L'impiego pubblico, l'autopilota e il robot
La raccolta di quasi 11.000 firme (quando ne bastano 7.000 valide) è un segnale forte che lancia sin d’ora il dibattito e la campagna in vista della votazione popolare che potrebbe essere agendata prima delle elezioni cantonali del 2027 e con i promotori già in pressing per andare al più presto alle urne. Il fronte borghese che la sostiene è determinato, ma la paternità dell’iniziativa «Stop all’aumento dei dipendenti cantonali» è dell’UDC, con il massiccio aiuto della parte della Lega che fa capo al Mattino (in attesa che la forza di via Monte Boglia indichi chiaramente quale sarà il suo indirizzo politico), di qualche figura di PLR e Centro, ma soprattutto che vede schierato per la prima volta su questioni non strettamente fiscali, il mondo dell’economia. La grande novità è rappresentata dalla discesa in campo del vertice della Camera di commercio e dell’AITI. Per le associazioni economiche ora inizia la fase più impegnativa, dato che si vedranno costrette a schierarsi in quell’arena politica che hanno voluto sempre schivare e nella quale non si sono mai trovate perfettamente a loro agio. Stavolta hanno sposato una causa ben profilata e non solo dato il proprio appoggio da esterni o simpatizzanti. Sarà una partita dura, senza esclusione di colpi e contraddistinta da sgambetti, perché a lottare contro il cosiddetto «taglio» degli impieghi pubblici ci sarà il fronte rossoverde, sostenuto dalle forze sindacali e da una schiera di moderati che non potranno permettersi di mettersi contro lo Stato e l’impiego pubblico. C’è poi curiosità nel vedere come il Governo affronterà la questione. Da una parte è prevedibile che dovrà difendere i propri dipendenti dei quali ha strettamente necessità di appoggiarsi per andare avanti, ma non potrà tuttavia negare l’evidenza dei numeri. A partire dallo studio dell’Idheap che ci mette spalle al muro: nell’analisi di dieci criteri il Ticino è nove volte oltre la media intercantonale e nell’Amministrazione cantonale è in avanti del 33%. Un altro studio statistico indica che negli anni 2008-2021 in Ticino c’è stato un aumento maggiore del 25,3% dei dipendenti pubblici rispetto agli altri Cantoni. Per chi non si accontenta o relativizza queste fotografie, ecco la nuda e cruda realtà: le spese per il personale dello Stato, in barba alle regole universali del buon governo che dice che nei momenti di difficoltà si devono rivedere compiti e uscite, marcia imperterrita verso nuovi record, come se nulla fosse.

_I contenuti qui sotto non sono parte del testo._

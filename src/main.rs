use std::path::PathBuf;

use clap::Parser;
use log::info;

use resistance_estimation::batch::least_squares;
use resistance_estimation::config::Config;
use resistance_estimation::history::write_csv_file;
use resistance_estimation::{Dataset, RecursiveEstimator, Result};

/// Estimate the resistance and offset of a resistor from current/voltage readings
#[derive(Parser, Debug)]
#[command(version, about)]
struct Args {
    /// Csv file with `current` and `voltage` columns
    #[arg(short, long)]
    measurements: PathBuf,

    /// Toml file holding the prior and noise variance, defaults to the reference scenario
    #[arg(short, long)]
    config: Option<PathBuf>,

    /// Write the estimate after every step to this csv file
    #[arg(long)]
    history: Option<PathBuf>,
}

fn main() -> Result<()> {
    env_logger::init();
    let args = Args::parse();

    let config = match &args.config {
        Some(path) => Config::from_file(path)?,
        None => Config::default(),
    };
    let dataset = Dataset::from_csv_file(&args.measurements)?;
    info!("loaded {} measurements", dataset.len());

    let mut estimator = RecursiveEstimator::initialize_with(
        config.prior_mean(),
        config.prior_covariance(),
        config.settings,
    )?;
    estimator.process(&dataset, config.noise_variance)?;

    let (resistance_variance, offset_variance) = estimator.latest().variances();
    println!(
        "recursive: R = {:.4} +/- {:.4} Ohm, b = {:.4} +/- {:.4} V",
        estimator.resistance(),
        resistance_variance.sqrt(),
        estimator.offset(),
        offset_variance.sqrt()
    );

    match least_squares(&dataset) {
        Ok(batch) => println!(
            "batch:     R = {:.4} Ohm, b = {:.4} V",
            batch.resistance(),
            batch.offset()
        ),
        Err(err) => log::warn!("no batch reference solution: {err}"),
    }

    if let Some(path) = &args.history {
        write_csv_file(estimator.history(), path)?;
    }

    Ok(())
}
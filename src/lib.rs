#![warn(clippy::pedantic)]
#![warn(clippy::nursery)]
// #![warn(clippy::cargo)]

extern crate blas_src;

pub mod batch;
pub mod config;
pub mod error;
pub mod estimator;
pub mod history;
pub mod math;
pub mod measurement;

pub use error::EstimationError;
pub use estimator::{EstimatorSettings, RecursiveEstimator, Snapshot};
pub use measurement::{Dataset, Measurement};

pub type Result<T> = ::std::result::Result<T, Box<dyn ::std::error::Error>>;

In Ticino tutto cresce: i compiti che si assume l’ente pubblico, la spesa, il debito e l’illusione di poter soddisfare ogni necessità, pure quelle minime, finanche ogni sfizio. Sperando che si potrà continuare così all’infinito e che, alla fine, «tanto qualcuno pagherà». Una sorta di irresponsabile serenità che si è autoalimentata per anni e che l’iniziativa in questione ha il merito di tentare di scardinare all’insegna di una rinnovata responsabilità. Se in Ticino ci troviamo con una schiera di statali (che non hanno di certo la colpa di essere stati assunti o per il fatto di godere di privilegi sconosciuti nell’economia privata) è perché storicamente tutti hanno alimentato il sistema all’insegna del «si è sempre fatto così», tirando giacchette e sollecitando l’assunzione. Perché se tu fai un piacere a me, poi io lo faccio a te. E allora via libera alla creazione di nuovi compiti, nuovi uffici, potenziamenti e assunzioni senza tregua, il tutto all’insegna di una conclamata incapacità di azione-reazione politica. Perché nessuno ha mai avuto il coraggio di dire «no» e, soprattutto, di motivarlo e di difenderlo. Ora si vuole dire «stop» e non è certamente sbagliato a prescindere. Sarebbe da sommi statisti se a prendere in mano le cose fosse il Governo di centrodestra o se lo facesse il Parlamento che ha le forze della stessa area per decidere. Invece spetterà al popolo semmai aggiustare ciò che la politica non è stata capace di fare. E a chiederlo è la stessa area che è stata emanazione del Governo politicamente in carica da anni. Il popolo sovrano si poteva anche non scomodare per direttissima.
Questa iniziativa ha il difetto di essere venduta come politica, quando invece è tecnica, perché agisce sulla base di formule, di automatismi, di soglie da raggiungere, inserendo la rigidità dei tetti massimi. Nell’era dell’intelligenza artificiale, una grande risorsa da usare con testa e cervello umano, si punta a fare in modo che a gestire la quota di personale dello Stato in proporzione alla popolazione residente in Ticino sia l’autopilota. Sulla base di questo obiettivo non rimane che chiederci, preoccupati per il nostro futuro, che ruolo avrà mai la politica, come pure i partiti, che sono la cinghia di trasmissione del nostro sistema democratico ma che spingono sempre più nella direzione di una robotizzazione di quelle scelte che un tempo prendevano gli uomini veri della politica.